The Gomezes were also careful to retain the stalls where the farm animals once lived. Lined up along the south side of the building, all seven of the original stalls, complete with their swinging doors, still exist. Three stalls in the kitchen have become a laundry room, a tool room and a tiny niche for cutting flowers from the garden. Of the four remaining off the children's playroom, two were joined to make a guest room large enough to hold a twin beds, another is a smaller guest room and the last was converted into a bathroom.
Also salvaged during the renovation was a attractively faded blue door. ''I found it hanging by a thread above the hayloft,'' Mrs. Gomez said. It is now a closet door in the kitchen.
Even the outbuildings that came with the barns were a source of inspiration for the design team. ''We think of them as antique sculptures,'' Mrs. Gomez explained. Although the goat house and outhouse are too small to convert into, say, a guest house or study, on the drawing boards are Mr. Gomez's plans to make the grain house a changing room for a pool that is to be built once the ground thaws.

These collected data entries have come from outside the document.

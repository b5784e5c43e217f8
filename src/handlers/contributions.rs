use actix_web::{web, HttpResponse};
use bigdecimal::BigDecimal;
use chrono::{Datelike, Utc};
use serde::Deserialize;

use crate::error::AppError;
use crate::handlers::shared::ApiResponse;
use crate::services::contributions::calculate_contributions;
use crate::services::overtime_pay::calculate_payable;
use crate::services::tax::compute_monthly_tax;
use crate::services::StatutoryService;

#[derive(Debug, Deserialize)]
#[serde(rename_all = "camelCase")]
pub struct ContributionQuery {
    pub salary: String,
    pub year: Option<i32>,
}

#[derive(Debug, Deserialize)]
#[serde(rename_all = "camelCase")]
pub struct TaxQuery {
    pub taxable: String,
    pub year: Option<i32>,
}

#[derive(Debug, Deserialize)]
#[serde(rename_all = "camelCase")]
pub struct OvertimePreviewQuery {
    pub salary: String,
    pub hours: String,
    pub rest_day: Option<bool>,
    pub holiday: Option<bool>,
}

/// Amounts arrive as strings so malformed and negative values are rejected
/// before any computation.
fn parse_amount(raw: &str, field: &str) -> Result<BigDecimal, AppError> {
    let amount: BigDecimal = raw
        .trim()
        .parse()
        .map_err(|_| AppError::validation(format!("{} must be a number", field)))?;
    if amount < BigDecimal::from(0) {
        return Err(AppError::validation(format!("{} must not be negative", field)));
    }
    Ok(amount)
}

/// Standalone contribution calculator, also consumed by the salary-offer
/// tooling in other systems.
pub async fn calculate(
    statutory: web::Data<StatutoryService>,
    query: web::Query<ContributionQuery>,
) -> Result<HttpResponse, AppError> {
    let salary = parse_amount(&query.salary, "salary")?;
    let year = query.year.unwrap_or_else(|| Utc::now().year());

    let tables = statutory.tables_for(year).await?;
    let breakdown = calculate_contributions(&tables, &salary)?;

    Ok(HttpResponse::Ok().json(ApiResponse::success(breakdown)))
}

pub async fn calculate_tax(
    statutory: web::Data<StatutoryService>,
    query: web::Query<TaxQuery>,
) -> Result<HttpResponse, AppError> {
    let taxable = parse_amount(&query.taxable, "taxable")?;
    let year = query.year.unwrap_or_else(|| Utc::now().year());

    let tables = statutory.tables_for(year).await?;
    let tax = compute_monthly_tax(&tables.tax, &taxable);

    Ok(HttpResponse::Ok().json(ApiResponse::success(serde_json::json!({
        "taxableIncome": taxable,
        "monthlyTax": tax,
    }))))
}

/// Pure calculator exposure of the overtime payable arithmetic.
pub async fn preview_overtime_pay(
    statutory: web::Data<StatutoryService>,
    query: web::Query<OvertimePreviewQuery>,
) -> Result<HttpResponse, AppError> {
    let salary = parse_amount(&query.salary, "salary")?;
    let hours = parse_amount(&query.hours, "hours")?;

    let tables = statutory.tables_for(Utc::now().year()).await?;
    let payable = calculate_payable(
        &salary,
        &hours,
        query.rest_day.unwrap_or(false),
        query.holiday.unwrap_or(false),
        &tables.overtime_rates,
    );

    Ok(HttpResponse::Ok().json(ApiResponse::success(payable)))
}
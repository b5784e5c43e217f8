use chrono::{DateTime, Utc};
use serde::{Deserialize, Serialize};
use uuid::Uuid;

use super::macros::string_enum;

#[derive(Debug, Clone, Serialize, Deserialize, sqlx::FromRow)]
#[serde(rename_all = "camelCase")]
pub struct User {
    pub id: Uuid,
    pub email: String,
    #[serde(skip_serializing)]
    pub password_hash: String,
    pub name: String,
    pub role: UserRole,
    pub created_at: DateTime<Utc>,
    pub updated_at: DateTime<Utc>,
}

#[derive(Debug, Clone, Serialize, Deserialize)]
#[serde(rename_all = "camelCase")]
pub struct CreateUserInput {
    pub email: String,
    pub password: String,
    pub name: String,
    pub role: Option<UserRole>,
}

#[derive(Debug, Clone, Serialize, Deserialize)]
#[serde(rename_all = "camelCase")]
pub struct LoginInput {
    pub email: String,
    pub password: String,
}

#[derive(Debug, Clone, Serialize, Deserialize)]
#[serde(rename_all = "camelCase")]
pub struct AuthResponse {
    pub token: String,
    pub user: UserInfo,
}

/// User shape returned by the API (no password hash).
#[derive(Debug, Clone, Serialize, Deserialize)]
#[serde(rename_all = "camelCase")]
pub struct UserInfo {
    pub id: Uuid,
    pub email: String,
    pub name: String,
    pub role: UserRole,
}

impl From<User> for UserInfo {
    fn from(user: User) -> Self {
        Self {
            id: user.id,
            email: user.email,
            name: user.name,
            role: user.role,
        }
    }
}

string_enum! {
    #[derive(Debug, Clone, Serialize, Deserialize, PartialEq)]
    #[serde(rename_all = "snake_case")]
    pub enum UserRole {
        Admin => "admin",
        Hr => "hr",
        Employee => "employee",
    }
}

impl Default for UserRole {
    fn default() -> Self {
        UserRole::Employee
    }
}
use bigdecimal::BigDecimal;
use serde::Serialize;

use crate::database::models::{PagibigBracket, PhilhealthConfig, SssBracket, TaxBracket};
use crate::error::AppError;
use crate::services::round_centavos;
use crate::services::statutory::StatutoryTables;

/// Salary-range row in a year-scoped statutory table.
pub trait SalaryBand {
    fn min_salary(&self) -> &BigDecimal;
    fn max_salary(&self) -> &BigDecimal;
}

impl SalaryBand for SssBracket {
    fn min_salary(&self) -> &BigDecimal {
        &self.min_salary
    }
    fn max_salary(&self) -> &BigDecimal {
        &self.max_salary
    }
}

impl SalaryBand for PagibigBracket {
    fn min_salary(&self) -> &BigDecimal {
        &self.min_salary
    }
    fn max_salary(&self) -> &BigDecimal {
        &self.max_salary
    }
}

impl SalaryBand for TaxBracket {
    fn min_salary(&self) -> &BigDecimal {
        &self.min_salary
    }
    fn max_salary(&self) -> &BigDecimal {
        &self.max_salary
    }
}

/// Outcome of a bracket lookup. Fallback variants mean the salary fell
/// outside the seeded ranges; they keep the system functional but indicate
/// incomplete bracket seeding and are logged as data-quality warnings.
#[derive(Debug, Clone, Copy, PartialEq, Eq)]
pub enum BracketResolution<'a, B> {
    Exact(&'a B),
    FallbackLowest(&'a B),
    FallbackHighest(&'a B),
}

impl<'a, B> BracketResolution<'a, B> {
    pub fn bracket(&self) -> &'a B {
        match self {
            BracketResolution::Exact(b)
            | BracketResolution::FallbackLowest(b)
            | BracketResolution::FallbackHighest(b) => b,
        }
    }

    pub fn is_fallback(&self) -> bool {
        !matches!(self, BracketResolution::Exact(_))
    }
}

/// Finds the bracket whose inclusive range contains `salary`. Expects the
/// slice sorted by `min_salary`. On a miss, salaries below the table fall
/// back to the lowest bracket and salaries above (or in an interior gap)
/// fall back to the highest bracket at or below the salary. Returns `None`
/// only for an empty table.
pub fn resolve_bracket<'a, B: SalaryBand>(
    brackets: &'a [B],
    salary: &BigDecimal,
) -> Option<BracketResolution<'a, B>> {
    let first = brackets.first()?;

    if salary < first.min_salary() {
        return Some(BracketResolution::FallbackLowest(first));
    }

    let mut best_below = first;
    for bracket in brackets {
        if salary >= bracket.min_salary() && salary <= bracket.max_salary() {
            return Some(BracketResolution::Exact(bracket));
        }
        if salary >= bracket.min_salary() {
            best_below = bracket;
        }
    }

    Some(BracketResolution::FallbackHighest(best_below))
}

/// Checks that the active brackets tile `[0, domain_end]` with no gaps and
/// no overlaps, treating ranges as inclusive with centavo granularity.
pub fn validate_bracket_tiling<B: SalaryBand>(
    brackets: &[B],
    domain_end: &BigDecimal,
) -> Result<(), String> {
    let centavo: BigDecimal = "0.01".parse().expect("centavo literal");
    let mut expected_min = BigDecimal::from(0);

    if brackets.is_empty() {
        return Err("bracket table is empty".to_string());
    }

    for (idx, bracket) in brackets.iter().enumerate() {
        if bracket.min_salary() != &expected_min {
            return Err(format!(
                "bracket {} starts at {} but {} was expected",
                idx,
                bracket.min_salary(),
                expected_min
            ));
        }
        if bracket.max_salary() < bracket.min_salary() {
            return Err(format!("bracket {} has an inverted range", idx));
        }
        expected_min = bracket.max_salary() + &centavo;
    }

    let last = brackets.last().unwrap();
    if last.max_salary() < domain_end {
        return Err(format!(
            "bracket table ends at {} short of {}",
            last.max_salary(),
            domain_end
        ));
    }

    Ok(())
}

#[derive(Debug, Clone, Serialize)]
#[serde(rename_all = "camelCase")]
pub struct SssContribution {
    pub msc: BigDecimal,
    pub ee: BigDecimal,
    pub er: BigDecimal,
    pub ec: BigDecimal,
    /// Employer share plus the EC rider.
    pub employer_total: BigDecimal,
    pub total: BigDecimal,
}

#[derive(Debug, Clone, Serialize)]
#[serde(rename_all = "camelCase")]
pub struct PhilhealthContribution {
    /// Salary after the floor/ceiling clamp.
    pub premium_base: BigDecimal,
    pub ee: BigDecimal,
    pub er: BigDecimal,
    pub total: BigDecimal,
}

#[derive(Debug, Clone, Serialize)]
#[serde(rename_all = "camelCase")]
pub struct PagibigContribution {
    /// Contribution base after the fund-salary cap.
    pub fund_salary: BigDecimal,
    pub ee: BigDecimal,
    pub er: BigDecimal,
    pub total: BigDecimal,
}

#[derive(Debug, Clone, Serialize)]
#[serde(rename_all = "camelCase")]
pub struct ContributionBreakdown {
    pub sss: SssContribution,
    pub philhealth: PhilhealthContribution,
    pub pagibig: PagibigContribution,
}

impl ContributionBreakdown {
    /// Sum of the employee shares, the amount deducted from gross pay.
    pub fn total_employee_share(&self) -> BigDecimal {
        &self.sss.ee + &self.philhealth.ee + &self.pagibig.ee
    }
}

pub fn compute_sss(brackets: &[SssBracket], salary: &BigDecimal) -> Result<SssContribution, AppError> {
    let resolution = resolve_bracket(brackets, salary)
        .ok_or_else(|| AppError::Configuration("No active SSS brackets seeded".to_string()))?;
    if resolution.is_fallback() {
        log::warn!("SSS bracket miss for salary {}, using fallback bracket", salary);
    }
    let bracket = resolution.bracket();

    let ee = round_centavos(&(&bracket.msc * &bracket.ee_rate));
    let er = round_centavos(&(&bracket.msc * &bracket.er_rate));
    let ec = bracket.ec_amount.clone();
    let employer_total = &er + &ec;
    let total = &ee + &employer_total;

    Ok(SssContribution {
        msc: bracket.msc.clone(),
        ee,
        er,
        ec,
        employer_total,
        total,
    })
}

pub fn compute_philhealth(config: &PhilhealthConfig, salary: &BigDecimal) -> PhilhealthContribution {
    let premium_base = salary
        .clone()
        .max(config.min_salary.clone())
        .min(config.max_salary.clone());
    let premium = round_centavos(&(&premium_base * &config.premium_rate));
    let hundred = BigDecimal::from(100);
    let ee = round_centavos(&(&premium * &config.ee_share_percent / &hundred));
    // Keep ee + er equal to the premium regardless of rounding.
    let er = &premium - &ee;

    PhilhealthContribution {
        premium_base,
        ee,
        er,
        total: premium,
    }
}

pub fn compute_pagibig(
    brackets: &[PagibigBracket],
    salary: &BigDecimal,
) -> Result<PagibigContribution, AppError> {
    let resolution = resolve_bracket(brackets, salary)
        .ok_or_else(|| AppError::Configuration("No active Pag-IBIG brackets seeded".to_string()))?;
    if resolution.is_fallback() {
        log::warn!(
            "Pag-IBIG bracket miss for salary {}, using fallback bracket",
            salary
        );
    }
    let bracket = resolution.bracket();

    // The cap applies to the contribution base, not the tier lookup.
    let fund_salary = salary.clone().min(bracket.max_fund_salary.clone());
    let ee = round_centavos(&(&fund_salary * &bracket.ee_rate));
    let er = round_centavos(&(&fund_salary * &bracket.er_rate));
    let total = &ee + &er;

    Ok(PagibigContribution {
        fund_salary,
        ee,
        er,
        total,
    })
}

/// Full monthly breakdown for a salary against one year's active tables.
pub fn calculate_contributions(
    tables: &StatutoryTables,
    salary: &BigDecimal,
) -> Result<ContributionBreakdown, AppError> {
    let philhealth_config = tables.philhealth.as_ref().ok_or_else(|| {
        AppError::Configuration(format!(
            "No active PhilHealth config for year {}",
            tables.year
        ))
    })?;

    Ok(ContributionBreakdown {
        sss: compute_sss(&tables.sss, salary)?,
        philhealth: compute_philhealth(philhealth_config, salary),
        pagibig: compute_pagibig(&tables.pagibig, salary)?,
    })
}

''Even in their original dilapidated state, the quality of all these buildings makes them infinitely greater to work with than modern houses,'' Mr. Gomez said. ''What you are able to achieve in the end is far more interesting and timeless.''
For people considering converting a barn, Raymond Gomez makes the following suggestions:
* To decide whether it is worth purchasing, consider carefully just what you will get for your money. ''It is important to realize that all you're really getting is the shell of a building,'' he said. ''Anything beyond that is a bonus.''
* Hire an expert to check the condition of the foundation and the frame. If the barn is old, the foundation has usually settled properly. And if the exterior is fairly intact, there is probably enough to work with.
* In designing the space, do not attempt to change the load-bearing beams or the existing frame. Follow the character and integrity of the existing space. Too intricate a plan will often prove impossible to build.
* Be prepared to modify the design as you go along. No matter how much design planning is done on paper before renovating the building, there are always unknowns hidden behind old walls.
* In hiring a contractor, try to get someone who will be flexible enough to handle the changes that will occur and who may be able to act as an on-the-job craftsman.